I'm in a similar situation except my husband left us. Thr kids have been with him this week and I've hit my rock bottom, drinking 3 bottles a day, going on dating apps and hooking up with random blokes. I admitted it to him that I do have a problem and he's actually staying for the week to help get the house back in order and redecorate the kids rooms and all the jobs he was going to do. But I'm done, so done with drinking! It's killing me. But I'll be fair he's being really supportive and I feel so ready to give it up.

screwloose77 · 05/01/2025 09:37

Totally relate. Trying to count units with a view to gradual reduction as my palpitations are bad jn the afternoon. I genuinely do not know if I can just stop. I've so far had 30 since last 1st Jan and god knows how much on 31st but probably as much in one night. Alcohol support I've had from gp or local services has been next to useless. If you want to quit like today, forget it. Gp offered me a four weeks time appointment. Self referred to alcohol services and basically sat in a room with two girls a fraction of my age answering questions I could easily have done online. And told I needed to keep a diary and come back several times before any help offered- months basically.

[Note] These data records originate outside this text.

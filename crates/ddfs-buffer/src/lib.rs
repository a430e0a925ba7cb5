//! # ddfs-buffer
//!
//! Write-back cache buffers for the ddfs deduplication engine.
//!
//! A [`WriteBuffer`] stages one chunk-aligned window of file data in memory.
//! Flushing hands the buffer to a shared bounded [`WorkerPool`]; the pool job
//! persists it through the owning file's write path ([`BufferOwner`]). When a
//! buffer's bytes are needed but not loaded, they are read through from the
//! chunk store, fanning out across shards when the chunk is split.
//!
//! # Architecture
//!
//! ```text
//! DedupFile ──buffer_at──▶ WriteBuffer ──flush──▶ WorkerPool ──close──▶ write_cache
//!                              │                      ▲
//!                              └──read-through──▶ shard fan-out
//! ```

mod buffer;
mod file;
mod pool;
mod shard;

pub use buffer::{BufferContext, BufferState, CloseGuard, WriteBuffer};
pub use file::{BufferOwner, DedupFile, PendingChunk, WrittenChunk};
pub use pool::WorkerPool;
pub use shard::{decode_shards, ShardRequest};

use std::io;

use ddfs_blockmap::BlockMapError;
use ddfs_cas::CasError;
use thiserror::Error;

/// Errors raised by write buffers, shard reads and the owning file
#[derive(Error, Debug)]
pub enum BufferError {
    /// The buffer is closed or flushing; retry against a fresh buffer
    #[error("Buffer at {position} is closed: {reason}")]
    Closed { position: u64, reason: &'static str },

    #[error("Shard read timed out: {completed} of {expected} shards completed")]
    ShardTimeout { expected: usize, completed: usize },

    #[error("Shard read incomplete: {succeeded} of {expected} shards succeeded")]
    ShardIncomplete { expected: usize, succeeded: usize },

    #[error("Write of {len} bytes at {offset} exceeds chunk capacity {capacity}")]
    OutOfBounds {
        offset: usize,
        len: usize,
        capacity: usize,
    },

    #[error("Chunk store error: {0}")]
    ChunkStore(#[from] CasError),

    #[error("Block map error: {0}")]
    BlockMap(#[from] BlockMapError),

    #[error("I/O error: {0}")]
    Io(#[from] io::Error),

    /// Unexpected internal failure; the buffer is unusable afterwards
    #[error("Fatal buffer error: {0}")]
    Fatal(String),

    #[error("Worker pool is shut down")]
    PoolShutdown,
}

impl BufferError {
    /// Whether the caller should retry against a fresh buffer
    pub fn is_closed(&self) -> bool {
        matches!(self, BufferError::Closed { .. })
    }
}

pub type Result<T> = std::result::Result<T, BufferError>;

It was half an hour from my house and just totally pointless.

I've got to do with alone somehow.

dotdotdotdash · 05/01/2025 09:52

OP, do what you need to do and go part-time. Your husband needs to step up. Your children need you to be attentive and available to them. Contact AA and begin to attend meetings.

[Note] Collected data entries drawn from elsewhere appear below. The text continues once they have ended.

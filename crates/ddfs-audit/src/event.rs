//! Progress and result events emitted by audit runs.

use chrono::{DateTime, Utc};
use serde::Serialize;

/// Severity of a run's terminal event
#[derive(Debug, Clone, Copy, PartialEq, Eq, Serialize)]
#[serde(rename_all = "UPPERCASE")]
pub enum EventLevel {
    Info,
    Warn,
    Error,
}

/// Receives run start, incremental progress and the terminal summary
pub trait EventSink {
    /// A run began; `max_count` is the number of bytes it expects to scan
    fn start(&mut self, event_type: &str, message: &str, max_count: u64);

    /// `delta` more bytes were scanned
    fn progress(&mut self, delta: u64);

    /// The run ended
    fn end(&mut self, message: &str, level: EventLevel);
}

/// Sink that discards everything
#[derive(Debug, Default, Clone, Copy)]
pub struct NullSink;

impl EventSink for NullSink {
    fn start(&mut self, _event_type: &str, _message: &str, _max_count: u64) {}
    fn progress(&mut self, _delta: u64) {}
    fn end(&mut self, _message: &str, _level: EventLevel) {}
}

/// One recorded run
#[derive(Debug, Clone, Serialize)]
pub struct AuditEvent {
    pub id: u64,
    #[serde(rename = "type")]
    pub event_type: String,
    pub short_msg: String,
    pub max_ct: u64,
    pub cur_ct: u64,
    pub end_msg: Option<String>,
    pub level: EventLevel,
    pub start_time: DateTime<Utc>,
    pub end_time: Option<DateTime<Utc>>,
}

impl AuditEvent {
    pub fn is_finished(&self) -> bool {
        self.end_time.is_some()
    }
}

/// In-memory event list, exportable as JSON
#[derive(Debug, Default)]
pub struct EventLog {
    events: Vec<AuditEvent>,
    next_id: u64,
}

impl EventLog {
    pub fn new() -> Self {
        Self::default()
    }

    pub fn events(&self) -> &[AuditEvent] {
        &self.events
    }

    pub fn last(&self) -> Option<&AuditEvent> {
        self.events.last()
    }

    fn open_event(&mut self) -> Option<&mut AuditEvent> {
        self.events.last_mut().filter(|e| !e.is_finished())
    }

    fn push(&mut self, event_type: &str, message: &str, max_count: u64) {
        self.next_id += 1;
        self.events.push(AuditEvent {
            id: self.next_id,
            event_type: event_type.to_string(),
            short_msg: message.to_string(),
            max_ct: max_count,
            cur_ct: 0,
            end_msg: None,
            level: EventLevel::Info,
            start_time: Utc::now(),
            end_time: None,
        });
    }

    /// All events as a pretty-printed JSON array
    pub fn to_json(&self) -> serde_json::Result<String> {
        serde_json::to_string_pretty(&self.events)
    }
}

impl EventSink for EventLog {
    fn start(&mut self, event_type: &str, message: &str, max_count: u64) {
        self.push(event_type, message, max_count);
    }

    fn progress(&mut self, delta: u64) {
        if let Some(event) = self.open_event() {
            event.cur_ct += delta;
        }
    }

    fn end(&mut self, message: &str, level: EventLevel) {
        // A run that fails before starting still leaves a record
        if self.open_event().is_none() {
            self.push("AUDIT", message, 0);
        }
        if let Some(event) = self.open_event() {
            event.end_msg = Some(message.to_string());
            event.level = level;
            event.end_time = Some(Utc::now());
        }
    }
}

Crazymummy1984 · 29/03/2026 17:32

Hey OP. Just wondering how you are getting on now? Did you manage to kick it

Notsosweetcaroline · 29/03/2026 17:39

I mean this gently but you’re making excuses not to seek help. If someone recognises you at aa, they are there for the same reason, so what is the issue with this? Your gp won’t just put you on anti depressants, it’s an excuse not to go.

you are an alcoholic, and blaming life and avoiding seeking help won’t get you into recovery. You need to want to do it enough, that you do seek help. Onky you can do this.

but it is very damaging for your kids to grow up in a home with an alcoholic, and your husband can’t leave, both for finances and he needs to be around for the kids, for their well being.

i won’t apologise for the tough words, because you need to seek help and face the truth.

shrunkenhead · 31/03/2026 20:07

It sounds like you're at the point where you've had enough. Google your local addiction services so will help. My local one arranged for me to have a home detox (I was a physically dependent round the clock functioning alcoholic) and the team were amazing - no judgement just support. I'm now 6 months sober and, while my life isn't all rainbows and flowers it's much better and I'm coping a lot better without the drink.